New research from Purdue University suggests that this planetary slowdown may have played an important role in making Earth's oceans more hospitable for life, increasing the availability of food and oxygen for marine animals and possibly even contributing to the rise of oxygen in the atmosphere.
"Earth's rotation speed has decreased over the ~4 billion-year history of life on our planet," said Ashika Capirala, a PhD candidate in Purdue University's Department of Earth, Atmospheric, and Planetary Sciences (EAPS) and a NASA FINESST Fellow. "We found that this slowing rotation over time could have led to more primary producers in the ocean—strengthening the base of the food web—and more dissolved oxygen for marine animals, which is required for respiration."
The study, which was published in Science Advances, led by Capirala and co-authored by Stephanie Olson, associate professor in EAPS at Purdue, links a fundamental physical property of the planet to biological and chemical conditions essential for life.
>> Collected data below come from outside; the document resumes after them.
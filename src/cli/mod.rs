//! CLI module for osintr - command-line interface and terminal rendering.

pub mod commands;
pub mod render;

pub use commands::Cli;
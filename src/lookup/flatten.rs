//! Flattening of nested result values into display lines.
//!
//! Renderers walk the output of [`LookupResult::flatten`] (or
//! [`flatten_fields`] for a bare field set) instead of re-deriving how lists
//! and mappings nest.

use super::result::LookupResult;
use super::value::{Fields, Value};

/// Placeholder line for an empty list
const EMPTY_LIST: &str = "None";

/// One line of flattened output.
///
/// `label` only: a header for the nested lines that follow.
/// `text` only: a list item.
/// Both: a `label: text` entry.
#[derive(Debug, Clone, PartialEq, Eq)]
pub struct DisplayLine {
    pub depth: usize,
    pub label: Option<String>,
    pub text: Option<String>,
}

impl DisplayLine {
    fn entry(depth: usize, label: String, text: String) -> Self {
        Self {
            depth,
            label: Some(label),
            text: Some(text),
        }
    }

    fn header(depth: usize, label: String) -> Self {
        Self {
            depth,
            label: Some(label),
            text: None,
        }
    }

    fn item(depth: usize, text: String) -> Self {
        Self {
            depth,
            label: None,
            text: Some(text),
        }
    }
}

/// Turn a field key into a display label: `openPorts` -> `Open Ports`,
/// `real_data` -> `Real Data`.
pub fn humanize(key: &str) -> String {
    let mut words: Vec<String> = Vec::new();
    let mut current = String::new();
    let mut prev_lower = false;

    for c in key.chars() {
        if c == '_' || c == '-' || c == ' ' {
            if !current.is_empty() {
                words.push(std::mem::take(&mut current));
            }
            prev_lower = false;
            continue;
        }
        if c.is_uppercase() && prev_lower && !current.is_empty() {
            words.push(std::mem::take(&mut current));
        }
        prev_lower = c.is_lowercase() || c.is_ascii_digit();
        current.push(c);
    }
    if !current.is_empty() {
        words.push(current);
    }

    words
        .iter()
        .map(|w| {
            let mut chars = w.chars();
            match chars.next() {
                Some(first) => first.to_uppercase().chain(chars).collect(),
                None => String::new(),
            }
        })
        .collect::<Vec<_>>()
        .join(" ")
}

/// Flatten a field mapping starting at `depth`
pub fn flatten_fields(fields: &Fields, depth: usize) -> Vec<DisplayLine> {
    let mut lines = Vec::new();
    for (key, value) in fields.iter() {
        push_value(&mut lines, depth, humanize(key), value);
    }
    lines
}

fn push_value(lines: &mut Vec<DisplayLine>, depth: usize, label: String, value: &Value) {
    match value {
        Value::Scalar(scalar) => lines.push(DisplayLine::entry(depth, label, scalar.to_string())),
        Value::List(items) => {
            lines.push(DisplayLine::header(depth, label));
            if items.is_empty() {
                lines.push(DisplayLine::item(depth + 1, EMPTY_LIST.to_string()));
            }
            for item in items {
                push_item(lines, depth + 1, item);
            }
        }
        Value::Map(fields) => {
            lines.push(DisplayLine::header(depth, label));
            lines.extend(flatten_fields(fields, depth + 1));
        }
    }
}

fn push_item(lines: &mut Vec<DisplayLine>, depth: usize, item: &Value) {
    match item {
        Value::Scalar(scalar) => lines.push(DisplayLine::item(depth, scalar.to_string())),
        // mapping items expand in place, one entry per line
        Value::Map(fields) => lines.extend(flatten_fields(fields, depth)),
        Value::List(inner) => {
            for nested in inner {
                push_item(lines, depth + 1, nested);
            }
        }
    }
}

impl LookupResult {
    /// Ordered display lines for this result's fields
    pub fn flatten(&self) -> Vec<DisplayLine> {
        flatten_fields(self.fields(), 0)
    }
}

#[cfg(test)]
mod tests {
    use super::*;

    #[test]
    fn test_humanize() {
        assert_eq!(humanize("openPorts"), "Open Ports");
        assert_eq!(humanize("real_data"), "Real Data");
        assert_eq!(humanize("found"), "Found");
        assert_eq!(humanize("domainAgeYears"), "Domain Age Years");
        assert_eq!(humanize("aRecords"), "A Records");
        assert_eq!(humanize("isp"), "Isp");
    }

    #[test]
    fn test_flatten_scalar() {
        let result = LookupResult::simulated("x", Fields::new().with("cms", "WordPress"));
        let lines = result.flatten();
        assert_eq!(lines, vec![DisplayLine::entry(0, "Cms".into(), "WordPress".into())]);
    }

    #[test]
    fn test_result_flatten_matches_fields() {
        let fields = Fields::new()
            .with("ip", "1.2.3.4")
            .with("openPorts", vec!["22", "443"]);
        let result = LookupResult::real("1.2.3.4", fields.clone());
        assert_eq!(result.flatten(), flatten_fields(&fields, 0));
    }

    #[test]
    fn test_flatten_list_and_empty_list() {
        let fields = Fields::new()
            .with("breaches", vec!["Adobe 2013", "LinkedIn 2012"])
            .with("pastes", Vec::<Value>::new());
        let lines = flatten_fields(&fields, 0);

        assert_eq!(lines.len(), 5);
        assert_eq!(lines[0], DisplayLine::header(0, "Breaches".into()));
        assert_eq!(lines[1], DisplayLine::item(1, "Adobe 2013".into()));
        assert_eq!(lines[2], DisplayLine::item(1, "LinkedIn 2012".into()));
        assert_eq!(lines[3], DisplayLine::header(0, "Pastes".into()));
        assert_eq!(lines[4], DisplayLine::item(1, "None".into()));
    }

    #[test]
    fn test_flatten_nested_mapping() {
        let fields = Fields::new().with(
            "profiles",
            Fields::new()
                .with("twitter", "https://twitter.com/jdoe")
                .with("linkedin", "https://linkedin.com/in/jdoe"),
        );
        let lines = flatten_fields(&fields, 0);

        assert_eq!(lines[0], DisplayLine::header(0, "Profiles".into()));
        assert_eq!(
            lines[1],
            DisplayLine::entry(1, "Twitter".into(), "https://twitter.com/jdoe".into())
        );
        assert_eq!(lines[2].depth, 1);
    }

    #[test]
    fn test_flatten_list_of_mappings() {
        let fields = Fields::new().with(
            "sites",
            vec![
                Value::from(Fields::new().with("name", "Shodan.io").with("url", "https://www.shodan.io/")),
            ],
        );
        let lines = flatten_fields(&fields, 0);

        assert_eq!(lines.len(), 3);
        assert_eq!(lines[1], DisplayLine::entry(1, "Name".into(), "Shodan.io".into()));
        assert_eq!(lines[2], DisplayLine::entry(1, "Url".into(), "https://www.shodan.io/".into()));
    }
}
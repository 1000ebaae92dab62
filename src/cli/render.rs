//! Terminal rendering for lookup results and registry listings.

use colored::*;

use osintr::lookup::{DisplayLine, LookupResult, Provenance};
use osintr::registry::{Category, OSINT_WEBSITES, Registry};

const INDENT: &str = "  ";

/// Result block with provenance banner and flattened fields
pub fn result_lines(tool_name: &str, result: &LookupResult) -> Vec<String> {
    let mut lines = vec![format!("--- {} Results ---", tool_name).bold().to_string()];
    lines.push(format!("Query: {}", display_query(result.query())));

    if let Some(error) = result.error() {
        lines.push(format!("Error: {}", error).red().to_string());
    } else {
        let source = format!("Data Source: {}", result.provenance().label());
        match result.provenance() {
            Provenance::Real => lines.push(source.green().to_string()),
            Provenance::Simulated => {
                lines.push(source.yellow().to_string());
                lines.push(
                    "For real data, set the provider API key for an integrated tool."
                        .yellow()
                        .to_string(),
                );
            }
        }
        lines.extend(result.flatten().iter().map(display_line));
    }

    lines.push("--- End Results ---".bold().to_string());
    lines
}

fn display_query(query: &str) -> &str {
    if query.trim().is_empty() { "(none)" } else { query }
}

fn display_line(line: &DisplayLine) -> String {
    let indent = INDENT.repeat(line.depth + 1);
    match (&line.label, &line.text) {
        (Some(label), Some(text)) => format!("{}- {}: {}", indent, label.cyan(), text),
        (Some(label), None) => format!("{}- {}:", indent, label.cyan()),
        (None, Some(text)) => format!("{}- {}", indent, text),
        (None, None) => indent,
    }
}

/// Numbered category menu
pub fn category_lines(registry: &Registry) -> Vec<String> {
    registry
        .categories()
        .iter()
        .enumerate()
        .map(|(i, category)| {
            format!(
                "{:>2}. {} {} ({} tools)",
                i + 1,
                category.name.bold(),
                format!("[{}]", category.id).dimmed(),
                category.tools.len()
            )
        })
        .collect()
}

/// Tools of one category, credential-gated tools marked with their key
pub fn tool_lines(category: &Category) -> Vec<String> {
    let mut lines = vec![category.name.bold().to_string()];
    for tool in &category.tools {
        let mut line = format!("{}{:<32} {} - {}", INDENT, tool.id.cyan(), tool.name, tool.description);
        if let Some(credential) = &tool.credential {
            line.push_str(&format!(" {}", format!("[live: {}]", credential).green()));
        }
        if tool.input_optional {
            line.push_str(&format!(" {}", "[input optional]".dimmed()));
        }
        lines.push(line);
    }
    lines
}

/// The curated website list
pub fn site_lines() -> Vec<String> {
    let mut lines = vec!["Recommended OSINT websites:".bold().to_string()];
    lines.extend(
        OSINT_WEBSITES
            .iter()
            .map(|(name, url)| format!("{}- {}: {}", INDENT, name, url.underline())),
    );
    lines.push("Copy and paste these URLs into your browser.".yellow().to_string());
    lines
}
//! IP and location rules

use std::net::Ipv4Addr;

use crate::lookup::Fields;

use super::Rule;

pub(super) const RULES: &[(&str, Rule)] = &[
    ("ipGeolocation", geolocation),
    ("ipReverseDnsLookup", reverse_dns),
    ("ipAsnIspDetection", asn_isp),
    ("ipToDomainHostname", ip_to_domain),
    ("ipBlacklistCheck", blacklist_check),
    ("portScanner", port_scanner),
    ("ipTraceroute", traceroute),
    ("subnetCalculator", subnet_calculator),
    ("localIpFinder", local_ip),
    ("vpnProxyTorDetector", vpn_detector),
];

/// Well-known public resolvers
const GOOGLE_DNS: &str = "8.8.8.8";
const CLOUDFLARE_DNS: &str = "1.1.1.1";

/// TEST-NET-1 address used as the listed example
const BLACKLISTED: &str = "192.0.2.1";
const LOOPBACK: &str = "127.0.0.1";
const KNOWN_VPN_EXIT: &str = "104.28.1.1";

fn geolocation(query: &str) -> Fields {
    let (country, city, region, lat, lon, isp, timezone, postal) = match query {
        GOOGLE_DNS => (
            "US",
            "Mountain View",
            "California",
            "37.4056",
            "-122.0775",
            "AS15169 Google LLC",
            "America/Los_Angeles",
            "94043",
        ),
        CLOUDFLARE_DNS => (
            "AU",
            "Brisbane",
            "Queensland",
            "-27.4820",
            "153.0136",
            "AS13335 Cloudflare, Inc.",
            "Australia/Brisbane",
            "4101",
        ),
        _ => (
            "US",
            "Anytown (simulated)",
            "N/A",
            "0.0000",
            "0.0000",
            "Simulated ISP",
            "UTC",
            "N/A",
        ),
    };

    Fields::new()
        .with("country", country)
        .with("city", city)
        .with("region", region)
        .with("latitude", lat)
        .with("longitude", lon)
        .with("isp", isp)
        .with("timezone", timezone)
        .with("postal", postal)
}

fn reverse_dns(query: &str) -> Fields {
    let host = if query == GOOGLE_DNS { "dns.google" } else { "Unknown Host" };
    Fields::new().with("reverseDns", host)
}

fn asn_isp(_query: &str) -> Fields {
    Fields::new()
        .with("asn", "AS15169")
        .with("isp", "Google LLC")
        .with("organization", "Google")
}

fn ip_to_domain(query: &str) -> Fields {
    let domain = if query == CLOUDFLARE_DNS { "cloudflare.com" } else { "Unknown" };
    Fields::new().with("domain", domain)
}

fn blacklist_check(query: &str) -> Fields {
    let listed = if query == BLACKLISTED { "Yes (Spamhaus, Barracuda)" } else { "No" };
    Fields::new().with("blacklisted", listed)
}

fn port_scanner(query: &str) -> Fields {
    let ports: Vec<&str> = if query == LOOPBACK {
        vec!["22 (SSH)", "80 (HTTP)", "443 (HTTPS)"]
    } else {
        vec!["No common ports open"]
    };
    Fields::new().with("openPorts", ports)
}

fn traceroute(_query: &str) -> Fields {
    Fields::new().with(
        "hops",
        vec![
            "1. Router (192.168.1.1)",
            "2. ISP Gateway (10.0.0.1)",
            "3. Next Hop (x.x.x.x)",
            "... (simulated)",
        ],
    )
}

/// Network details for an IPv4 CIDR such as `10.0.0.0/8`
struct Subnet {
    network: Ipv4Addr,
    broadcast: Ipv4Addr,
    netmask: Ipv4Addr,
    usable_hosts: i64,
}

fn parse_subnet(query: &str) -> Option<Subnet> {
    let (addr, prefix) = query.trim().split_once('/')?;
    let addr: Ipv4Addr = addr.trim().parse().ok()?;
    let prefix: u32 = prefix.trim().parse().ok()?;
    if prefix > 32 {
        return None;
    }

    let mask = if prefix == 0 { 0 } else { u32::MAX << (32 - prefix) };
    let network = u32::from(addr) & mask;
    let broadcast = network | !mask;
    let usable_hosts = match prefix {
        32 => 1,
        31 => 2,
        p => (1i64 << (32 - p)) - 2,
    };

    Some(Subnet {
        network: Ipv4Addr::from(network),
        broadcast: Ipv4Addr::from(broadcast),
        netmask: Ipv4Addr::from(mask),
        usable_hosts,
    })
}

fn subnet_calculator(query: &str) -> Fields {
    match parse_subnet(query) {
        Some(subnet) => Fields::new()
            .with("networkAddress", subnet.network.to_string())
            .with("broadcastAddress", subnet.broadcast.to_string())
            .with("netmask", subnet.netmask.to_string())
            .with("usableHosts", subnet.usable_hosts),
        None => Fields::new()
            .with("networkAddress", "192.168.1.0")
            .with("broadcastAddress", "192.168.1.255")
            .with("netmask", "255.255.255.0")
            .with("usableHosts", 254),
    }
}

fn local_ip(_query: &str) -> Fields {
    Fields::new().with("localIp", "192.168.1.100 (simulated)")
}

fn vpn_detector(query: &str) -> Fields {
    let detected = if query.contains(KNOWN_VPN_EXIT) {
        "VPN/Proxy Detected"
    } else {
        "No VPN/Proxy/TOR"
    };
    Fields::new().with("detected", detected)
}
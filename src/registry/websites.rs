//! Curated list of external OSINT resources, for manual use in a browser.

/// `(name, url)` pairs in display order
pub const OSINT_WEBSITES: &[(&str, &str)] = &[
    ("HaveIBeenPwned", "https://haveibeenpwned.com/"),
    ("Epieos", "https://epieos.com/"),
    ("PhoneInfoga (web version)", "https://phoneinfoga.crvx.fr/"),
    ("Hunter.io", "https://hunter.io/"),
    ("EmailRep", "https://emailrep.io/"),
    ("TrueCaller (for phone lookup)", "https://www.truecaller.com/"),
    ("WhatIsMyIP / IPInfo.io", "https://ipinfo.io/"),
    ("ViewDNS.info", "https://viewdns.info/"),
    ("IntelligenceX", "https://intelx.io/"),
    ("DNSdumpster", "https://dnsdumpster.com/"),
    ("VirusTotal", "https://www.virustotal.com/"),
    ("Exif.tools", "https://exif.tools/"),
    ("Censys.io", "https://censys.io/"),
    ("Shodan.io", "https://www.shodan.io/"),
    ("Archive.org (Wayback Machine)", "https://archive.org/web/"),
    ("Social-Searcher", "https://www.social-searcher.com/"),
    ("Namechk", "https://namechk.com/"),
    ("Dehashed", "https://dehashed.com/"),
    ("BreachDirectory", "https://breachdirectory.org/"),
    ("ZoomEye", "https://www.zoomeye.org/"),
    ("Tineye (reverse image)", "https://tineye.com/"),
    ("Scylla.sh", "https://scylla.sh/"),
];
The findings help explain how ancient oceans may have supported animal evolution and offer new clues for identifying habitable worlds beyond Earth.
Oceans dominate Earth's surface and have hosted many of the most important evolutionary events in the planet's history. "Oceans provide the largest available habitat on our planet's surface, and several major evolutionary events occurred in the ocean, such as the rise of the first animals," Capirala said.
For animals to survive and diversify, oceans must supply both food and oxygen. Food is produced at the ocean surface by microscopic organisms that carry out photosynthesis and rely on nutrients like phosphorus and nitrogen. Oxygen, critical for respiration, dissolves from the atmosphere into surface waters and is transported to depth by sinking currents.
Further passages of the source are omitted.